Definition 7.1: The contextual distance between x and y, relative to the set V, is the sum over all v in V of d#[St(x%v)-St(x),St(y%v)-St(v)]. It will be denoted d##(x,y).

This measures the distance between x and y relative to the set V: not only direct structural similarities between x and y are counted, but also similarities in the ways x and y relate to elements of V.

    Then, to form the Quillian network corresponding to a given network of emergence, one must simply create a new link between each two nodes, and weight it with the contextual distance between the entities stored at the nodes, relative to the other entities in the memory.

    The structurally associative memory network refers to a deeper level than the Quillian network, but it is fully compatible with the Quillian network. It therefore seems reasonable to hypothesize that anything which the Quillian network explains, the structurally associative memory can also explain. However, there are certain phenomena which require a deeper analysis, and hence the full power of the structurally associative memory.

    For example, it will be seen below that the details of the relationship between memory and analogy fall into this category. The Quillian network supports avery rough form of analogy based on a priori "similarity", but to explain the full subtlety of analogical reasoning, the structurally associative memory is required.     In general, it would seem that the Quillian network is not really suited to be a large-scale, adaptive, self-organizing memory. The structurally associative memory is based on pattern recognition and hence it can easily be modified on the basis of new pattern recognitions. And the STRAM stores more refined data: it stores information about the type of relation between two entities.

    The remainder of this chapter will be devoted to showing that the STRAM is capable of functioning as a large-scale, adaptive, self-organizing memory; and showing how its structure relates to analogical reasoning.

7.2 Implications of Structurally Associative Memory

    Let us now return to the problem of how a STRAM is to maintain its approximate network-of-emergence structure. One way to approach this optimization problem is via the multilevel methodology (Goertzel, 1989).
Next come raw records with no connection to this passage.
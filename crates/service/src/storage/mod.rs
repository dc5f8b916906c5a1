//! Storage abstractions for the record store
//!
//! A backend is a flat string-to-string slot map, the same contract a browser
//! key-value store offers. The record store keeps its whole JSON document
//! under one key.

pub mod file_backend;
pub mod memory_backend;

use std::sync::Arc;

use thiserror::Error;
use tracing::info;

use configs::{BackendKind, StorageConfig};

pub use file_backend::FileBackend;
pub use memory_backend::MemoryBackend;

#[derive(Debug, Error)]
pub enum StorageError {
    #[error("io error for key {key}: {source}")]
    Io {
        key: String,
        #[source]
        source: std::io::Error,
    },
    #[error("backend unavailable: {0}")]
    Unavailable(String),
}

/// Trait abstraction for the durable slot behind the record store.
/// Implementations can be in-memory, file-backed, or remote KV.
pub trait KvBackend: Send + Sync {
    fn get(&self, key: &str) -> Result<Option<String>, StorageError>;
    fn set(&self, key: &str, value: &str) -> Result<(), StorageError>;
    /// Remove a key; returns whether it existed.
    fn remove(&self, key: &str) -> Result<bool, StorageError>;
}

/// Build the backend named by the storage config.
pub fn open_backend(cfg: &StorageConfig) -> Result<Arc<dyn KvBackend>, StorageError> {
    let backend: Arc<dyn KvBackend> = match cfg.backend {
        BackendKind::Memory => Arc::new(MemoryBackend::new()),
        BackendKind::File => Arc::new(FileBackend::new(&cfg.data_dir)?),
    };
    info!(backend = ?cfg.backend, data_dir = %cfg.data_dir, "storage backend opened");
    Ok(backend)
}

#[cfg(test)]
mod tests {
    use super::*;

    #[test]
    fn open_backend_follows_config() -> Result<(), anyhow::Error> {
        let dir = std::env::temp_dir().join(format!("portal_open_{}", uuid::Uuid::new_v4()));
        let cfg = StorageConfig {
            backend: BackendKind::File,
            data_dir: dir.to_string_lossy().to_string(),
            key: "k".into(),
        };
        let backend = open_backend(&cfg)?;
        backend.set("k", "{}")?;
        assert!(dir.join("k.json").is_file());

        let mem = open_backend(&StorageConfig { backend: BackendKind::Memory, ..cfg })?;
        assert_eq!(mem.get("k")?, None);

        let _ = std::fs::remove_dir_all(&dir);
        Ok(())
    }
}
This application of the multilevel methodology bears a strong similarity to Achi Brandt's (1985) multilevel algorithm for the Ising spin problem.     

    The first level would be the following procedure:

1) assign nodes to any newly-introduced functions, and single out a number of

pre-existing nodes, in such a way that the nodes assigned and selected are

approximately evenly distributed across the network (so that no two are too

close to each other). Call these functions xi and their nodes N(xi).
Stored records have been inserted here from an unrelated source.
use serde::{de::DeserializeOwned, Serialize};
use serde_json::{Map, Value};

use crate::errors::ModelError;
use crate::record::Record;

/// Free-form field overrides, keyed by the record's JSON field names.
pub type Patch = Map<String, Value>;

/// Shallow-merge `patch` over the stored form of `record`; patch keys win
/// and keys outside `T`'s schema are kept on the result.
///
/// Fails if the merged object no longer decodes into `T`.
pub fn apply_patch<T>(record: &Record<T>, patch: &Patch) -> Result<Record<T>, ModelError>
where
    T: Serialize + DeserializeOwned,
{
    let mut merged = record.to_map()?;
    for (k, v) in patch {
        merged.insert(k.clone(), v.clone());
    }
    Record::from_map(merged).map_err(|e| ModelError::Patch(e.to_string()))
}

/// Build a patch from a JSON value; anything but an object is rejected.
pub fn patch_from_value(value: Value) -> Result<Patch, ModelError> {
    match value {
        Value::Object(map) => Ok(map),
        other => Err(ModelError::Validation(format!("patch must be a JSON object, got {other}"))),
    }
}

#[cfg(test)]
mod tests {
    use super::*;
    use serde::Deserialize;
    use serde_json::json;

    #[derive(Debug, PartialEq, Serialize, Deserialize)]
    #[serde(rename_all = "camelCase")]
    struct Sample {
        name: String,
        count: u32,
        #[serde(default, skip_serializing_if = "Option::is_none")]
        note: Option<String>,
    }

    fn sample() -> Record<Sample> {
        Record::new(Sample { name: "a".into(), count: 1, note: None })
    }

    #[test]
    fn patch_overrides_and_adds_fields() -> Result<(), anyhow::Error> {
        let patch = patch_from_value(json!({ "count": 5, "note": "hi" }))?;
        let out = apply_patch(&sample(), &patch)?;
        assert_eq!(*out, Sample { name: "a".into(), count: 5, note: Some("hi".into()) });
        Ok(())
    }

    #[test]
    fn patch_keeps_keys_outside_the_schema() -> Result<(), anyhow::Error> {
        let first = apply_patch(&sample(), &patch_from_value(json!({ "nickname": "Wally" }))?)?;
        let second = apply_patch(&first, &patch_from_value(json!({ "count": 2 }))?)?;
        assert_eq!(second.count, 2);
        assert_eq!(second.extra().get("nickname"), Some(&json!("Wally")));
        Ok(())
    }

    #[test]
    fn patch_with_wrong_type_fails() {
        let patch = patch_from_value(json!({ "count": "many" })).unwrap();
        assert!(matches!(apply_patch(&sample(), &patch), Err(ModelError::Patch(_))));
    }

    #[test]
    fn non_object_patch_is_rejected() {
        assert!(patch_from_value(json!([1, 2])).is_err());
    }
}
2) switch the node of each of these functions xi with the node of one of the

functions y with which it shares a pattern -- that is, assign xi node N(y) and y node N(xi) -- and see if, according to the new arrangement, the total amount of pattern which the network indicates in xi and y is greater. If so, let N(xi)=N(y) and let N(y)=N(xi) -- that is, make the switch permanent -- and apply Step 2 to xi again. If not, proceed to one of the other functions y with which xi shares a pattern (say, proceeding through the xi in order of decreasing intensity of shared pattern). Once all the functions with which xi shares more than e (some small fixed number) worth of pattern have been exhausted, exit Step 2.

This algorithm moves functions through the network toward their "proper position." The problem is that, even if xi is not in its optimal position, its position could well be better for it than the positions of its neighbors. Ideally, one might like to try each xi out in every possible position; and although this is not possible, one may indeed improve upon the "neighbors-only" approach.
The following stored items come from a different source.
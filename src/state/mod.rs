//! State management module
//! 
//! This module contains the countdown state machine and the shared application state.

pub mod timer_mode;
pub mod timer_state;
pub mod engine;
pub mod app_state;

// Re-export main types
pub use timer_mode::TimerMode;
pub use timer_state::{format_remaining, TimerSnapshot, TimerState, IDLE_TITLE};
pub use engine::{ResetPolicy, TickHandle, TickScheduler, TimerEngine, TimerEvent, TICK_PERIOD};
pub use app_state::{AppState, Completion};
//! Background tasks module
//! 
//! This module contains the tick source and the tasks that run alongside the HTTP server.

pub mod ticker;
pub mod event_logger;

// Re-export main items
pub use ticker::{TokioTickHandle, TokioTicker};
pub use event_logger::event_logger_task;
//! Pomodoro Timer - A Pomodoro countdown timer served over HTTP
//! 
//! This is the main entry point for the pomodoro-timer application.

use tokio::net::TcpListener;
use tracing::info;

use pomodoro_timer::{
    config::Config,
    state::AppState,
    api::create_router,
    tasks::event_logger_task,
    utils::shutdown_signal,
};

#[tokio::main]
async fn main() -> anyhow::Result<()> {
    let config = Config::parse();

    // Initialize tracing with appropriate log level
    tracing_subscriber::fmt()
        .with_env_filter(format!("pomodoro_timer={},tower_http=info", config.log_level()))
        .init();

    info!("Starting pomodoro-timer server v{}", env!("CARGO_PKG_VERSION"));
    info!("Configuration: host={}, port={}, reset_policy={:?}",
          config.host, config.port, config.reset_policy);

    let state = AppState::new(config.port, config.host.clone(), config.reset_policy);

    // Log engine events in the background
    tokio::spawn(event_logger_task(state.clone()));

    let app = create_router(state);

    let addr = config.address();
    let listener = TcpListener::bind(&addr).await?;

    info!("Server running on http://{}", addr);
    info!("Endpoints:");
    info!("  POST /start        - Start the countdown");
    info!("  POST /pause        - Pause the countdown");
    info!("  POST /reset        - Reset the countdown");
    info!("  POST /mode/:mode   - Select pomodoro, short-break or long-break");
    info!("  POST /acknowledge  - Acknowledge a finished countdown");
    info!("  GET  /status       - Current timer and server status");
    info!("  GET  /events       - Server-sent timer events");
    info!("  GET  /health       - Health check");

    let server = axum::serve(listener, app);

    tokio::select! {
        result = server => {
            if let Err(e) = result {
                tracing::error!("Server error: {}", e);
            }
        }
        _ = shutdown_signal() => {
            info!("Shutdown signal received");
        }
    }

    info!("Server shutdown complete");
    Ok(())
}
    Following the multilevel methodology, one could seek to find the optimum node for xi among those nodes at a distance between h1 and h2 from xi in the network (where the distance between two nodes is measured by the number of links separating them). One could attempt this by the Monte Carlo method,randomly seeking to switch xi with functions in this region, or one could attempt this by randomly beginning the neighbors-only search given above from points in this region.

    And if one found a new home for xi in this region, one could execute the neighbors-only search from the new home. And from the answer which this yielded, one could execute the second-level search. And one could repeat this entire process according on an arbitrary number of levels, according to the basic framework outlined in Chapter 2.

    Of course, this is only one possibility; the multilevel philosophy could be applied in many different ways, and there are many other approaches to optimization. The important point is that, by some specially-tailored optimization method, the network must continually reorganize itself so as to better approximate the network of emergence structure, and so as to integrate new data in a manner which maintains this structure. It would seem to be completely impossible to determine, at this stage, the actual method by which the human brain reorganizes its memory network.

HOLISTIC MEMORY

    It might seem that no organism could afford to continually subject its memory to such a risky, speculative optimization algorithm as that sketched above. It could be, of course, that there exists some optimization algorithm which is substantially more effective than those presently known. However, as emphasized in Chapter 2, most researchers doubt if there will ever exist a rapid, highly accurate algorithm for the solution of difficult optimization problems. In the context of associative memory, rapidity is of the essence, so it is probably true that rough approximate answers must suffice.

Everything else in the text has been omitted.